ACTION ITEM:
Take each line below that has "ScrollPosition" and copy it.

┄┄┄┄┄┄

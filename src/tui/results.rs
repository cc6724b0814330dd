//! Apply finished request results to the session and the screen that asked for them.

use crate::core::llm::{ChatError, RequestKind};

use super::app::{App, QuizView, ScrollPosition, TodoView};
use super::requests::Poll;

/// Collect finished requests and apply their results. Cancelled ones are dropped unseen.
pub(super) fn drain_finished(app: &mut App) {
    let mut finished = Vec::new();
    app.pending.retain(|request| match request.poll() {
        Poll::Pending => true,
        Poll::Ready(result) => {
            finished.push((request.kind.clone(), result));
            false
        }
        Poll::Gone => false,
    });
    for (kind, result) in finished {
        apply_result(app, kind, result);
    }
}

/// Route one result to the transcript, the quiz screen, or a to-do list.
pub(super) fn apply_result(app: &mut App, kind: RequestKind, result: Result<String, ChatError>) {
    if let Err(ChatError::Cancelled) = result {
        log::debug!("Dropping cancelled request {:?}", kind);
        return;
    }
    match kind {
        RequestKind::Chat(_) => {
            match result {
                Ok(raw) => app.session.receive_reply(&raw),
                Err(e) => app.session.receive_chat_error(&e.to_string()),
            }
            app.scroll = ScrollPosition::Bottom;
        }
        RequestKind::Quiz(subject) => {
            if app.quiz_view != QuizView::Loading(subject.clone()) {
                log::debug!("Ignoring quiz for {} (view moved on)", subject);
                return;
            }
            match result {
                Ok(raw) => {
                    let count = app.session.start_quiz(&subject, &raw);
                    log::info!("Parsed {} quiz question(s) for {}", count, subject);
                    app.reset_quiz_question();
                    app.quiz_view = QuizView::Running;
                }
                Err(e) => {
                    app.quiz_view = QuizView::Failed(format!("[Error generating quiz: {}]", e));
                }
            }
        }
        RequestKind::Todo(subject) => {
            if app.todo_view != TodoView::Loading(subject.clone()) {
                log::debug!("Ignoring to-do list for {} (view moved on)", subject);
                return;
            }
            match result {
                Ok(raw) => {
                    let count = app.session.set_generated_todos(&subject, &raw);
                    log::info!("Generated {} task(s) for {}", count, subject);
                    app.todo_index = 0;
                    app.todo_view = TodoView::List(subject);
                }
                Err(e) => {
                    app.session.clear_todos(&subject);
                    app.todo_view =
                        TodoView::Failed(format!("[Error generating to-do list: {}]", e));
                }
            }
        }
    }
}

#[cfg(test)]
mod tests {
    use super::*;
    use crate::core::quiz::QuizState;
    use crate::core::session::Sender;
    use crate::tui::app::View;
    use crate::tui::requests::PendingRequest;

    const QUIZ: &str = "Question: Largest planet?\nA) Mars\nB) Jupiter\nC) Venus\nD) Earth\nAnswer: B";

    fn app() -> App {
        App::new("test/model".to_string(), false)
    }

    #[test]
    fn chat_reply_is_cleaned_into_transcript() {
        let mut app = app();
        apply_result(&mut app, RequestKind::Chat("hi".into()), Ok("## Hello\n\n**there**".into()));
        let last = app.session.transcript().last().unwrap();
        assert_eq!(last.sender, Sender::Assistant);
        assert_eq!(last.text, "Hello\nthere");
    }

    #[test]
    fn chat_error_is_bracketed() {
        let mut app = app();
        apply_result(
            &mut app,
            RequestKind::Chat("hi".into()),
            Err(ChatError::ApiMessage("quota exceeded".into())),
        );
        assert_eq!(
            app.session.transcript().last().unwrap().text,
            "[Error contacting AI: API error: quota exceeded]"
        );
    }

    #[test]
    fn quiz_result_starts_quiz_when_still_loading() {
        let mut app = app();
        app.switch_view(View::Quiz);
        app.quiz_view = QuizView::Loading("Astronomy".into());
        apply_result(&mut app, RequestKind::Quiz("Astronomy".into()), Ok(QUIZ.into()));
        assert_eq!(app.quiz_view, QuizView::Running);
        assert_eq!(app.session.quiz().unwrap().state(), QuizState::Asking(0));
    }

    #[test]
    fn stale_quiz_result_is_ignored() {
        let mut app = app();
        app.quiz_view = QuizView::Loading("Physics".into());
        apply_result(&mut app, RequestKind::Quiz("Astronomy".into()), Ok(QUIZ.into()));
        assert_eq!(app.quiz_view, QuizView::Loading("Physics".into()));
        assert!(app.session.quiz().is_none());
    }

    #[test]
    fn quiz_error_is_shown() {
        let mut app = app();
        app.quiz_view = QuizView::Loading("Art".into());
        apply_result(&mut app, RequestKind::Quiz("Art".into()), Err(ChatError::EmptyResponse));
        assert_eq!(
            app.quiz_view,
            QuizView::Failed("[Error generating quiz: The model returned an empty response]".into())
        );
    }

    #[test]
    fn todo_result_fills_list_and_opens_it() {
        let mut app = app();
        app.todo_view = TodoView::Loading("History".into());
        apply_result(
            &mut app,
            RequestKind::Todo("History".into()),
            Ok("Read chapter 3\nMake a timeline\n".into()),
        );
        assert_eq!(app.todo_view, TodoView::List("History".into()));
        assert_eq!(app.session.todo_list("History").len(), 2);
    }

    #[test]
    fn stale_todo_result_leaves_list_untouched() {
        let mut app = app();
        app.todo_view = TodoView::Loading("Physics".into());
        apply_result(
            &mut app,
            RequestKind::Todo("History".into()),
            Ok("Read chapter 3".into()),
        );
        assert_eq!(app.todo_view, TodoView::Loading("Physics".into()));
        assert!(app.session.needs_todo_generation("History"));
    }

    #[test]
    fn todo_error_leaves_empty_list() {
        let mut app = app();
        app.todo_view = TodoView::Loading("History".into());
        apply_result(
            &mut app,
            RequestKind::Todo("History".into()),
            Err(ChatError::ApiMessage("down".into())),
        );
        assert!(app.session.todo_list("History").is_empty());
        assert!(matches!(app.todo_view, TodoView::Failed(ref m) if m.starts_with("[Error generating to-do list:")));
    }

    #[test]
    fn cancelled_results_never_apply() {
        let mut app = app();
        let before = app.session.transcript().len();
        apply_result(&mut app, RequestKind::Chat("hi".into()), Err(ChatError::Cancelled));
        assert_eq!(app.session.transcript().len(), before);
    }

    #[test]
    fn drain_applies_ready_and_keeps_nothing_finished() {
        let mut app = app();
        app.track(PendingRequest::ready(RequestKind::Chat("hi".into()), Ok("Hello".into())));
        let cancelled = PendingRequest::ready(RequestKind::Chat("x".into()), Ok("stale".into()));
        cancelled.cancel_token.cancel();
        app.track(cancelled);

        drain_finished(&mut app);
        assert!(app.pending.is_empty());
        let texts: Vec<_> = app.session.transcript().iter().map(|m| m.text.as_str()).collect();
        assert!(texts.contains(&"Hello"));
        assert!(!texts.contains(&"stale"));
    }
}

┄┄┄┄┄┄

WRITTEN ANSWER:
use super::app::{App, QuizView, ScrollPosition, TodoView};
            app.scroll = ScrollPosition::Bottom;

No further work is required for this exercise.